Work instruction: Look below for the line containing "for _ in 0..100" and the line containing "let created: Value = client"; repeat exactly those two lines and all lines between them, and nothing else.

[Collected data entries]
<<<<

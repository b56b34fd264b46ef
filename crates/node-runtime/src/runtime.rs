//! # Node Runtime
//!
//! Lifecycle of a running node: seed, start the background tasks, serve the
//! API gateway, then stop everything in order once the shutdown future
//! completes.

use ledger_telemetry::{log_event, CHAIN_HEIGHT};
use pl_03_peer_sync::{PeerTransport, SyncApi};
use pl_04_api_gateway::metrics::record_peers;
use pl_04_api_gateway::ApiGatewayService;
use std::future::Future;
use std::sync::Arc;
use tokio::net::TcpListener;
use tokio::sync::watch;
use tokio::task::JoinHandle;
use tracing::{info, warn};

use crate::container::{NodeContainer, NodeError};
use crate::genesis::seed_example_contracts;
use crate::handlers::{run_health_loop, run_sync_loop};

pub struct NodeRuntime<T: PeerTransport> {
    container: NodeContainer<T>,
}

impl<T: PeerTransport> NodeRuntime<T> {
    pub fn new(container: NodeContainer<T>) -> Self {
        Self { container }
    }

    pub fn container(&self) -> &NodeContainer<T> {
        &self.container
    }

    /// Seed the example contracts when configured and publish the initial
    /// gauges. Seeding only happens on an empty ledger.
    pub fn prepare(&self) -> Result<(), NodeError> {
        let config = &self.container.config;
        let fresh = self.container.ledger.read().chain().len() == 1;
        if config.seed_examples && fresh {
            match seed_example_contracts(self.container.workflow.as_ref()) {
                Ok(created) => info!(count = created.len(), "Example contracts seeded"),
                // the node stays usable without the examples
                Err(error) => warn!(%error, "Failed to seed example contracts"),
            }
        }

        CHAIN_HEIGHT.set(self.container.ledger.read().chain().len() as f64);
        record_peers(&self.container.peers);
        Ok(())
    }

    /// Spawn the periodic sync and health-check tasks.
    pub fn start_background_tasks(&self, shutdown: watch::Receiver<bool>) -> Vec<JoinHandle<()>> {
        let schedule = &self.container.config.sync;
        let sync: Arc<dyn SyncApi> = self.container.sync.clone();
        let peers = Arc::clone(&self.container.peers);

        info!(
            sync_interval = ?schedule.sync_interval,
            health_check_interval = ?schedule.health_check_interval,
            "Starting background tasks"
        );
        vec![
            tokio::spawn(run_sync_loop(
                Arc::clone(&sync),
                Arc::clone(&peers),
                schedule.sync_interval,
                shutdown.clone(),
            )),
            tokio::spawn(run_health_loop(
                sync,
                peers,
                schedule.health_check_interval,
                shutdown,
            )),
        ]
    }

    /// Bind the configured port and run until `shutdown` completes.
    pub async fn run(
        self,
        shutdown: impl Future<Output = ()> + Send + 'static,
    ) -> Result<(), NodeError> {
        let gateway = ApiGatewayService::new(
            self.container.config.gateway_config(),
            self.container.app_state(),
        )?;
        let listener = gateway.bind().await?;
        self.serve_on(gateway, listener, shutdown).await
    }

    /// Run on an already bound listener.
    pub async fn serve_on(
        self,
        gateway: ApiGatewayService,
        listener: TcpListener,
        shutdown: impl Future<Output = ()> + Send + 'static,
    ) -> Result<(), NodeError> {
        self.prepare()?;

        let (stop_tx, stop_rx) = watch::channel(false);
        let tasks = self.start_background_tasks(stop_rx);

        log_event!(
            info,
            "node-runtime",
            "Node ready",
            node_id = %self.container.config.node.id,
            peers = self.container.peers.len()
        );
        let served = gateway.serve(listener, shutdown).await;

        let _ = stop_tx.send(true);
        for task in tasks {
            if let Err(error) = task.await {
                warn!(%error, "Background task ended abnormally");
            }
        }
        log_event!(info, "node-runtime", "Node stopped");

        served.map_err(NodeError::from)
    }
}

#[cfg(test)]
mod tests {
    use super::*;
    use crate::container::NodeConfig;
    use pl_03_peer_sync::test_utils::{InMemoryNetwork, InMemoryTransport};
    use pl_04_api_gateway::GatewayConfig;
    use std::time::Duration;
    use tokio::sync::oneshot;

    fn runtime(seed_examples: bool) -> NodeRuntime<InMemoryTransport> {
        let config = NodeConfig {
            seed_examples,
            ..NodeConfig::default()
        };
        let transport = Arc::new(InMemoryTransport::new(InMemoryNetwork::new()));
        NodeRuntime::new(NodeContainer::new(config, transport).unwrap())
    }

    #[test]
    fn test_prepare_seeds_designated_node_once() {
        let runtime = runtime(true);
        runtime.prepare().unwrap();
        runtime.prepare().unwrap();
        let ledger = runtime.container().ledger.read();
        assert_eq!(ledger.contracts().len(), 2);
        assert_eq!(ledger.chain().len(), 3);
    }

    #[test]
    fn test_prepare_without_seeding_leaves_genesis_only() {
        let runtime = runtime(false);
        runtime.prepare().unwrap();
        assert_eq!(runtime.container().ledger.read().chain().len(), 1);
    }

    #[tokio::test]
    async fn test_serve_stops_on_shutdown() {
        let runtime = runtime(false);
        let gateway = ApiGatewayService::new(
            GatewayConfig::default(),
            runtime.container().app_state(),
        )
        .unwrap();
        let listener = TcpListener::bind("127.0.0.1:0").await.unwrap();
        let addr = listener.local_addr().unwrap();

        let (tx, rx) = oneshot::channel::<()>();
        let node = tokio::spawn(runtime.serve_on(gateway, listener, async move {
            let _ = rx.await;
        }));

        let response = reqwest::get(format!("http://{addr}/api/health")).await.unwrap();
        assert_eq!(response.status(), 200);
        let body: serde_json::Value = response.json().await.unwrap();
        assert_eq!(body["node_id"], "DNP-NODE");

        tx.send(()).unwrap();
        tokio::time::timeout(Duration::from_secs(5), node)
            .await
            .unwrap()
            .unwrap()
            .unwrap();
    }
}
//! # HTTP Cluster
//!
//! Two complete nodes (`NodeRuntime` over `HttpPeerTransport`) on localhost
//! ports. Exercises the real wire path: JSON bodies, peer push to
//! `/api/p2p/receive-block` and periodic pull from `/api/p2p/get-chain`.

#[cfg(test)]
mod tests {
    use node_runtime::{NodeConfig, NodeContainer, NodeRuntime};
    use pl_04_api_gateway::ApiGatewayService;
    use serde_json::{json, Value};
    use std::collections::HashMap;
    use std::time::Duration;
    use tokio::net::TcpListener;
    use tokio::sync::oneshot;
    use tokio::task::JoinHandle;

    struct RunningNode {
        base_url: String,
        stop: oneshot::Sender<()>,
        task: JoinHandle<Result<(), node_runtime::NodeError>>,
    }

    impl RunningNode {
        async fn shutdown(self) {
            let _ = self.stop.send(());
            tokio::time::timeout(Duration::from_secs(10), self.task)
                .await
                .expect("node did not stop")
                .unwrap()
                .unwrap();
        }
    }

    fn config(vars: &[(&str, String)]) -> NodeConfig {
        let vars: HashMap<String, String> = vars
            .iter()
            .map(|(key, value)| (key.to_string(), value.clone()))
            .collect();
        let config = NodeConfig::from_lookup(|key| vars.get(key).cloned()).unwrap();
        config.validate().unwrap();
        config
    }

    async fn start(config: NodeConfig, listener: TcpListener) -> RunningNode {
        let base_url = format!("http://{}", listener.local_addr().unwrap());
        let container = NodeContainer::with_http(config).unwrap();
        let gateway =
            ApiGatewayService::new(container.config.gateway_config(), container.app_state())
                .unwrap();
        let runtime = NodeRuntime::new(container);

        let (stop, stopped) = oneshot::channel::<()>();
        let task = tokio::spawn(runtime.serve_on(gateway, listener, async move {
            let _ = stopped.await;
        }));
        RunningNode {
            base_url,
            stop,
            task,
        }
    }

    async fn get(client: &reqwest::Client, url: String) -> Value {
        client.get(url).send().await.unwrap().json().await.unwrap()
    }

    /// Poll `url` until `done` holds on its JSON body.
    async fn wait_until(
        client: &reqwest::Client,
        url: String,
        done: impl Fn(&Value) -> bool,
    ) -> Value {
        for _ in 0..100 {
            let body = get(client, url.clone()).await;
            if done(&body) {
                return body;
            }
            tokio::time::sleep(Duration::from_millis(100)).await;
        }
        panic!("condition on {url} not reached");
    }

    #[tokio::test(flavor = "multi_thread", worker_threads = 2)]
    async fn test_two_nodes_replicate_over_http() {
        let listener_a = TcpListener::bind("127.0.0.1:0").await.unwrap();
        let listener_b = TcpListener::bind("127.0.0.1:0").await.unwrap();
        let port_a = listener_a.local_addr().unwrap().port();
        let port_b = listener_b.local_addr().unwrap().port();

        // a is the designated seed node; b learns the examples by pulling
        let a = start(
            config(&[
                ("NODE_ID", "DNP-NODE".to_string()),
                ("NODE_ADDRESS", "127.0.0.1".to_string()),
                ("NODE_PORT", port_a.to_string()),
                ("INITIAL_PEERS", format!("NODE-B:127.0.0.1:{port_b}")),
            ]),
            listener_a,
        )
        .await;
        let b = start(
            config(&[
                ("NODE_ID", "NODE-B".to_string()),
                ("NODE_ADDRESS", "127.0.0.1".to_string()),
                ("NODE_PORT", port_b.to_string()),
                ("INITIAL_PEERS", format!("DNP-NODE:127.0.0.1:{port_a}")),
                ("SYNC_INTERVAL_SECS", "1".to_string()),
            ]),
            listener_b,
        )
        .await;
        let client = reqwest::Client::new();

        wait_until(&client, format!("{}/api/contracts", b.base_url), |body| {
            body["count"] == 2
        })
        .await;

        // push: a contract created on b reaches a
        let created: Value = client
            .post(format!("{}/api/contracts", b.base_url))
            .json(&json!({
                "entity_code": "GOB-ANT-003",
                "entity_name": "Gobernación de Antioquia",
                "contract_type": "CONSULTORIA",
                "description": "Interventoría de vías terciarias",
                "amount": "450000000",
                "created_by": "dev-003"
            }))
            .send()
            .await
            .unwrap()
            .json()
            .await
            .unwrap();
        assert_eq!(created["success"], true);
        assert_eq!(created["block_index"], 3);
        let contract_id = created["contract_id"].as_str().unwrap().to_string();

        wait_until(&client, format!("{}/api/contracts", a.base_url), |body| {
            body["count"] == 3
        })
        .await;

        // and a step validated on a reaches b
        let response = client
            .post(format!("{}/api/contracts/{contract_id}/validate-step", a.base_url))
            .json(&json!({
                "step_number": 1,
                "validator_id": "dev-003",
                "validator_name": "Desarrollador",
                "role": "PROJECT_DEVELOPER",
                "approved": true,
                "comments": "Proyecto radicado"
            }))
            .send()
            .await
            .unwrap();
        assert_eq!(response.status(), 200);

        let status = wait_until(
            &client,
            format!("{}/api/contracts/{contract_id}/workflow", b.base_url),
            |body| body["current_step"] == 2,
        )
        .await;
        assert_eq!(status["status"], "TECHNICAL_REVIEW");
        assert_eq!(status["next_role"], "TECHNICAL_COMMISSION");

        let chain_a = get(&client, format!("{}/api/p2p/get-chain", a.base_url)).await;
        let chain_b = get(&client, format!("{}/api/p2p/get-chain", b.base_url)).await;
        assert_eq!(chain_a["length"], 5);
        assert_eq!(chain_a["chain"], chain_b["chain"]);

        let peers = get(&client, format!("{}/api/p2p/peers", a.base_url)).await;
        assert_eq!(peers["count"], 1);

        a.shutdown().await;
        b.shutdown().await;
    }

    #[tokio::test]
    async fn test_manual_sync_against_stopped_peer_is_bad_gateway() {
        let listener = TcpListener::bind("127.0.0.1:0").await.unwrap();
        let port = listener.local_addr().unwrap().port();
        // nothing listens on the peer's port once this listener is dropped
        let dead = TcpListener::bind("127.0.0.1:0").await.unwrap();
        let dead_port = dead.local_addr().unwrap().port();
        drop(dead);

        let node = start(
            config(&[
                ("NODE_ID", "NODE-SOLO".to_string()),
                ("NODE_PORT", port.to_string()),
                ("INITIAL_PEERS", format!("NODE-GONE:127.0.0.1:{dead_port}")),
                ("PEER_TIMEOUT_SECS", "1".to_string()),
            ]),
            listener,
        )
        .await;
        let client = reqwest::Client::new();

        let response = client
            .post(format!("{}/api/p2p/sync", node.base_url))
            .send()
            .await
            .unwrap();
        assert_eq!(response.status(), 502);
        let body: Value = response.json().await.unwrap();
        assert!(body["error"].as_str().unwrap().contains("no peer reachable"));

        node.shutdown().await;
    }
}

>>>>

Your response:
        for _ in 0..100 {
            let body = get(client, url.clone()).await;
            if done(&body) {
                return body;
            }
            tokio::time::sleep(Duration::from_millis(100)).await;
        }
        panic!("condition on {url} not reached");
    }

    #[tokio::test(flavor = "multi_thread", worker_threads = 2)]
    async fn test_two_nodes_replicate_over_http() {
        let listener_a = TcpListener::bind("127.0.0.1:0").await.unwrap();
        let listener_b = TcpListener::bind("127.0.0.1:0").await.unwrap();
        let port_a = listener_a.local_addr().unwrap().port();
        let port_b = listener_b.local_addr().unwrap().port();

        // a is the designated seed node; b learns the examples by pulling
        let a = start(
            config(&[
                ("NODE_ID", "DNP-NODE".to_string()),
                ("NODE_ADDRESS", "127.0.0.1".to_string()),
                ("NODE_PORT", port_a.to_string()),
                ("INITIAL_PEERS", format!("NODE-B:127.0.0.1:{port_b}")),
            ]),
            listener_a,
        )
        .await;
        let b = start(
            config(&[
                ("NODE_ID", "NODE-B".to_string()),
                ("NODE_ADDRESS", "127.0.0.1".to_string()),
                ("NODE_PORT", port_b.to_string()),
                ("INITIAL_PEERS", format!("DNP-NODE:127.0.0.1:{port_a}")),
                ("SYNC_INTERVAL_SECS", "1".to_string()),
            ]),
            listener_b,
        )
        .await;
        let client = reqwest::Client::new();

        wait_until(&client, format!("{}/api/contracts", b.base_url), |body| {
            body["count"] == 2
        })
        .await;

        // push: a contract created on b reaches a
        let created: Value = client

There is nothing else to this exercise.